* **Task brief**:
State how many lines in the entries below hold the word "stack", with nothing besides the number.

Saved data entries:
//! Lexical scopes below the top level of a file.
//!
//! Only what shadowing needs is modelled: the names a function, block, loop,
//! catch clause or generic declaration binds for the code inside it. Values
//! and types live apart, so a parameter named `User` does not hide the
//! interface `User` in a type annotation.

use crate::project::SourceFile;
use std::collections::BTreeSet;
use std::ops::Range;
use tree_sitter::Node;

#[derive(Debug, Clone, Copy, PartialEq, Eq)]
pub enum Namespace {
    Value,
    Type,
}

impl Namespace {
    /// Where an identifier node looks its name up.
    pub fn of(node: Node<'_>) -> Self {
        if node.kind() == "type_identifier" {
            Namespace::Type
        } else {
            Namespace::Value
        }
    }
}

/// Names one scope binds.
#[derive(Debug, Clone, Default, PartialEq, Eq)]
pub struct Bindings {
    pub values: BTreeSet<String>,
    pub types: BTreeSet<String>,
}

impl Bindings {
    pub fn binds(&self, name: &str, namespace: Namespace) -> bool {
        match namespace {
            Namespace::Value => self.values.contains(name),
            Namespace::Type => self.types.contains(name),
        }
    }
}

const FUNCTION_KINDS: &[&str] = &[
    "function_declaration",
    "generator_function_declaration",
    "function_expression",
    "function",
    "generator_function",
    "arrow_function",
    "method_definition",
];

fn is_function(node: Node<'_>) -> bool {
    FUNCTION_KINDS.contains(&node.kind())
}

fn is_scope(node: Node<'_>) -> bool {
    is_function(node)
        || matches!(
            node.kind(),
            "statement_block"
                | "for_statement"
                | "for_in_statement"
                | "catch_clause"
                | "class_declaration"
                | "abstract_class_declaration"
                | "class"
                | "interface_declaration"
                | "type_alias_declaration"
        )
}

/// Names `scope` binds for the code it encloses.
///
/// A function scope also holds every `var` declared anywhere in its body,
/// nested functions excluded.
pub fn bindings(scope: Node<'_>, source: &str) -> Bindings {
    let mut out = Bindings::default();

    if let Some(params) = scope.child_by_field_name("type_parameters") {
        for param in params.named_children(&mut params.walk()) {
            if let Some(name) = param.child_by_field_name("name") {
                out.types.insert(source[name.byte_range()].to_string());
            }
        }
    }

    if is_function(scope) {
        // A named function expression sees its own name
        if matches!(scope.kind(), "function_expression" | "function" | "generator_function") {
            if let Some(name) = scope.child_by_field_name("name") {
                out.values.insert(source[name.byte_range()].to_string());
            }
        }
        for field in ["parameters", "parameter"] {
            if let Some(params) = scope.child_by_field_name(field) {
                pattern_names(params, source, &mut out.values);
            }
        }
        if let Some(body) = scope.child_by_field_name("body") {
            hoisted_vars(body, source, &mut out.values);
        }
        return out;
    }

    match scope.kind() {
        "statement_block" => {
            for statement in scope.named_children(&mut scope.walk()) {
                declared_by(statement, source, &mut out);
            }
        }
        "for_statement" => {
            if let Some(init) = scope.child_by_field_name("initializer") {
                declared_by(init, source, &mut out);
            }
        }
        "for_in_statement" => {
            // `for (x of xs)` assigns; only `for (const x ...)` declares
            if scope.child_by_field_name("kind").is_some() {
                if let Some(left) = scope.child_by_field_name("left") {
                    pattern_names(left, source, &mut out.values);
                }
            }
        }
        "catch_clause" => {
            if let Some(param) = scope.child_by_field_name("parameter") {
                pattern_names(param, source, &mut out.values);
            }
        }
        _ => {}
    }
    out
}

/// Bindings a statement introduces into the block holding it.
fn declared_by(statement: Node<'_>, source: &str, out: &mut Bindings) {
    let name = || {
        statement
            .child_by_field_name("name")
            .map(|n| source[n.byte_range()].to_string())
    };
    match statement.kind() {
        "lexical_declaration" | "variable_declaration" => {
            for declarator in statement.named_children(&mut statement.walk()) {
                if let Some(pattern) = declarator.child_by_field_name("name") {
                    pattern_names(pattern, source, &mut out.values);
                }
            }
        }
        "function_declaration" | "generator_function_declaration" => {
            out.values.extend(name());
        }
        "class_declaration" | "abstract_class_declaration" | "enum_declaration" => {
            if let Some(name) = name() {
                out.types.insert(name.clone());
                out.values.insert(name);
            }
        }
        "interface_declaration" | "type_alias_declaration" => {
            out.types.extend(name());
        }
        _ => {}
    }
}

/// Identifiers a binding pattern declares, defaults and type annotations
/// excluded.
fn pattern_names(node: Node<'_>, source: &str, out: &mut BTreeSet<String>) {
    match node.kind() {
        "identifier" | "shorthand_property_identifier_pattern" => {
            out.insert(source[node.byte_range()].to_string());
        }
        "formal_parameters" | "object_pattern" | "array_pattern" | "rest_pattern" => {
            for child in node.named_children(&mut node.walk()) {
                pattern_names(child, source, out);
            }
        }
        "required_parameter" | "optional_parameter" => {
            if let Some(pattern) = node.child_by_field_name("pattern") {
                pattern_names(pattern, source, out);
            }
        }
        "pair_pattern" => {
            if let Some(value) = node.child_by_field_name("value") {
                pattern_names(value, source, out);
            }
        }
        "assignment_pattern" | "object_assignment_pattern" => {
            if let Some(left) = node.child_by_field_name("left") {
                pattern_names(left, source, out);
            }
        }
        _ => {}
    }
}

fn hoisted_vars(body: Node<'_>, source: &str, out: &mut BTreeSet<String>) {
    let mut stack = vec![body];
    while let Some(node) = stack.pop() {
        if node.kind() == "variable_declaration" {
            for declarator in node.named_children(&mut node.walk()) {
                if let Some(pattern) = declarator.child_by_field_name("name") {
                    pattern_names(pattern, source, out);
                }
            }
        }
        for child in node.named_children(&mut node.walk()) {
            if !is_function(child) {
                stack.push(child);
            }
        }
    }
}

/// Innermost scope enclosing `node` that binds `name` in `namespace`.
///
/// `None` means the name resolves at the top level of the file (or to a
/// global when nothing there declares it).
pub fn binding_scope<'t>(
    node: Node<'t>,
    name: &str,
    namespace: Namespace,
    source: &str,
) -> Option<Node<'t>> {
    let mut current = node.parent();
    while let Some(scope) = current {
        if is_scope(scope) && bindings(scope, source).binds(name, namespace) {
            return Some(scope);
        }
        current = scope.parent();
    }
    None
}

/// Whether the identifier `node` names something bound below the top level.
pub fn is_shadowed(node: Node<'_>, source: &str) -> bool {
    let name = &source[node.byte_range()];
    binding_scope(node, name, Namespace::of(node), source).is_some()
}

/// Whether `name` would be captured by an inner binding if written over the
/// identifier at `span`.
pub fn bound_at(file: &SourceFile, span: &Range<usize>, name: &str) -> bool {
    let Some(node) = file
        .tree()
        .root_node()
        .descendant_for_byte_range(span.start, span.end)
    else {
        return false;
    };
    binding_scope(node, name, Namespace::of(node), file.text()).is_some()
}

#[cfg(test)]
mod tests {
    use super::*;
    use crate::project::ProjectModel;
    use crate::symbols::identifier_occurrences;

    fn project(source: &str) -> ProjectModel {
        let mut project = ProjectModel::in_memory("/p");
        project.add_source("src/a.ts", source).unwrap();
        project
    }

    #[test]
    fn parameters_and_locals_shadow() {
        let source = r#"export const id = "root";

export function add(key: number) {
    const id = 1;
    return id + key;
}

export function tag({ id }: { id: string }, ...rest: string[]) {
    return id;
}

export function show() {
    try {
        return id;
    } catch (id) {
        return id;
    }
}
"#;
        let project = project(source);
        let file = project.file("src/a.ts").unwrap();

        let lines: Vec<usize> = identifier_occurrences(file, "id")
            .iter()
            .map(|o| source[..o.span.start].lines().count())
            .collect();
        // top-level declaration and the use inside `try`
        assert_eq!(lines, vec![1, 14]);
    }

    #[test]
    fn var_hoists_to_function() {
        let source = "export let n = 0;\nexport function f() {\n    if (true) { var n = 1; }\n    return n;\n}\n";
        let project = project(source);
        let file = project.file("src/a.ts").unwrap();
        assert_eq!(identifier_occurrences(file, "n").len(), 1);
    }

    #[test]
    fn values_do_not_shadow_types() {
        let source = "interface User { id: string }\nexport function f<T>(User: T): User { return User as unknown as User; }\n";
        let project = project(source);
        let file = project.file("src/a.ts").unwrap();

        // declaration, return type, cast target
        assert_eq!(identifier_occurrences(file, "User").len(), 3);
        assert!(identifier_occurrences(file, "T").is_empty());
    }

    #[test]
    fn bound_at_sees_enclosing_parameters() {
        let source = "export const id = 1;\nexport function tag(key: string) { return id + key; }\n";
        let project = project(source);
        let file = project.file("src/a.ts").unwrap();

        let uses = identifier_occurrences(file, "id");
        assert_eq!(uses.len(), 2);
        assert!(!bound_at(file, &uses[0].span, "key"));
        assert!(bound_at(file, &uses[1].span, "key"));
        assert!(!bound_at(file, &uses[1].span, "other"));
    }
}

* **Solution below**:
3